Serial Kecerdasan Hati – KENAPA BERPIKIR KRITIS ITU BERBEDA DENGAN BERPIKIR NEGATIF?

Kecerdasan Hati

Serial Kecerdasan Hati – KENAPA BERPIKIR KRITIS ITU BERBEDA DENGAN BERPIKIR NEGATIF?

Ubaydillah Anwar, CSC, CPT. | Heart Intelligence Specialist

Ada ungkapan yang diyakini banyak orang dari Albert Einstein. “Berpikir itu pekerjaan sulit dan karena itu hanya sedikit orang yang berhasil melakukannya,” kata dia. Oleh Thomas Edison, kenyataan ini pernah ia jelaskan dengan kalimat yang keras: “Sebagian besar manusia memilih mati ketimbang disuruh berpikir.”

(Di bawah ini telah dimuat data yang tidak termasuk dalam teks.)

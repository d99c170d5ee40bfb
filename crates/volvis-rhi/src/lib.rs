//! Vulkan RHI (Rendering Hardware Interface) 抽象层
//!
//! 提供对 Vulkan API 的封装，核心是体素数据（3D texture）的上传管线：
//! staging 路径（stage buffer -> optimal tiling image）和 linear 路径
//! （直接写入 host visible 的 linear tiling image），以及配套的
//! sampler / image view / descriptor info 构建。

pub mod basic;
pub mod core;
pub mod rhi;
pub mod vulkan_context;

Lebih dahsyat lagi kalau melihat hadits Nabi Muhammad, seperti dikutip Al-Ghazali dalam Ihya: “Agama itu akal.” Istilah akal kerap mengarah pada dua pengertian utama, yaitu pemahaman positif yang dihasilkan dari hati rohani dan akal dalam arti kesimpulan positif dari proses berpikir. Dan menggunakan akal adalah perintah pertama manusia dalam al-Quran: Iqro!

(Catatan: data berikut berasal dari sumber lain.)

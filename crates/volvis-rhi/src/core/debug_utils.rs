use std::ffi::{CStr, CString};

use ash::vk;

pub struct RhiDebugUtils {
    pub vk_debug_utils_instance: ash::ext::debug_utils::Instance,
    pub vk_debug_utils_device: ash::ext::debug_utils::Device,
    pub vk_debug_utils_messenger: vk::DebugUtilsMessengerEXT,
}
impl Drop for RhiDebugUtils {
    fn drop(&mut self) {
        unsafe {
            log::info!("Destroying RhiDebugUtils");
            self.vk_debug_utils_instance.destroy_debug_utils_messenger(self.vk_debug_utils_messenger, None);
        }
    }
}

/// debug messenger 的回调函数
/// # Safety
unsafe extern "system" fn vk_debug_callback(
    message_severity: vk::DebugUtilsMessageSeverityFlagsEXT,
    message_type: vk::DebugUtilsMessageTypeFlagsEXT,
    p_callback_data: *const vk::DebugUtilsMessengerCallbackDataEXT,
    _user_data: *mut std::os::raw::c_void,
) -> vk::Bool32 {
    let callback_data = unsafe { *p_callback_data };

    let msg = if callback_data.p_message.is_null() {
        std::borrow::Cow::from("")
    } else {
        unsafe { CStr::from_ptr(callback_data.p_message).to_string_lossy() }
    };

    let format_msg = format!("[{:?}]\n{}\n", message_type, msg);

    match message_severity {
        vk::DebugUtilsMessageSeverityFlagsEXT::ERROR => log::error!("{}", format_msg),
        vk::DebugUtilsMessageSeverityFlagsEXT::WARNING => log::warn!("{}", format_msg),
        _ => log::info!("{}", format_msg),
    };

    // 只有 layer developer 才需要返回 True
    vk::FALSE
}

impl RhiDebugUtils {
    pub fn new(vk_pf: &ash::Entry, instance: &ash::Instance, device: &ash::Device) -> Self {
        let loader = ash::ext::debug_utils::Instance::new(vk_pf, instance);

        let create_info = Self::debug_utils_messenger_ci();
        let debug_messenger = unsafe { loader.create_debug_utils_messenger(&create_info, None).unwrap() };

        let vk_debug_utils_device = ash::ext::debug_utils::Device::new(instance, device);

        Self {
            vk_debug_utils_instance: loader,
            vk_debug_utils_messenger: debug_messenger,
            vk_debug_utils_device,
        }
    }

    /// 用于创建 debug messenger 的结构体
    pub fn debug_utils_messenger_ci() -> vk::DebugUtilsMessengerCreateInfoEXT<'static> {
        vk::DebugUtilsMessengerCreateInfoEXT::default()
            .message_severity(
                vk::DebugUtilsMessageSeverityFlagsEXT::WARNING | vk::DebugUtilsMessageSeverityFlagsEXT::ERROR,
            )
            .message_type(
                vk::DebugUtilsMessageTypeFlagsEXT::GENERAL
                    | vk::DebugUtilsMessageTypeFlagsEXT::VALIDATION
                    | vk::DebugUtilsMessageTypeFlagsEXT::PERFORMANCE,
            )
            .pfn_user_callback(Some(vk_debug_callback))
    }

    #[inline]
    pub fn set_object_debug_name(&self, handle: impl vk::Handle + Copy, name: impl AsRef<str>) {
        let name = CString::new(name.as_ref()).unwrap();
        unsafe {
            self.vk_debug_utils_device
                .set_debug_utils_object_name(
                    &vk::DebugUtilsObjectNameInfoEXT::default().object_name(name.as_c_str()).object_handle(handle),
                )
                .unwrap();
        }
    }

    /// - command type: state, action
    /// - supported queue type: graphics, compute
    #[inline]
    pub fn cmd_begin_debug_label<S>(&self, command_buffer: vk::CommandBuffer, label_name: S, label_color: glam::Vec4)
    where
        S: AsRef<str>,
    {
        let name = CString::new(label_name.as_ref()).unwrap();
        unsafe {
            self.vk_debug_utils_device.cmd_begin_debug_utils_label(
                command_buffer,
                &vk::DebugUtilsLabelEXT::default().label_name(name.as_c_str()).color(label_color.into()),
            );
        }
    }

    /// - command type: state, action
    /// - supported queue type: graphics, compute
    #[inline]
    pub fn cmd_end_debug_label(&self, command_buffer: vk::CommandBuffer) {
        unsafe {
            self.vk_debug_utils_device.cmd_end_debug_utils_label(command_buffer);
        }
    }
}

Salah satu konsep berpikir yang hari ini digaungkan sangat penting untuk kualitas hidup manusia adalah berpikir kritis (critical thinking). Prosesnya dimulai dari kemauan untuk mengamati situasi eksternal lalu membuat penjelasan yang kritis, bukan penjelasan yang dibangun dari opini sendiri semata.

Untuk menghasilkan penjelasan yang kritis itu, idealnya dibutuhkan dukungan informasi, data, pengetahuan, pijakan ilmu, dan cahaya agama. Ujung dari prosesnya adalah serangkaian rumusan sikap dan tindakan yang dapat menghasilkan solusi atau kreasi baru yang pas untuk ukuran/keadaan kita.

Sebagai latihan, kita bisa mempraktikkan berpikir kritis ini untuk merespon bisnis kita, lingkungan kerja, pengembangan karier, situasi politik yang tidak kita harapkan, kehidupan sosial yang selama ini kita anggap mengecewakan, dan seterusnya.

Tentu dalam praktik dan konsepnya terhadap skala dari yang rendah sampai yang tinggi. Intinya, jangan sampai kita hanya memproduksi reaksi negatif dalam berbagai bentuk atas manusia dan keadaan yang kita nilai tidak beres. Inilah yang disebut berpikir negatif.

Berpikir kritis adalah perintah akal, ilmu, dan perintah agama. Selain itu juga sangat menyehatkan otak. Sebaliknya, berpikir negatif adalah larangan, selain juga berdampak destruktif.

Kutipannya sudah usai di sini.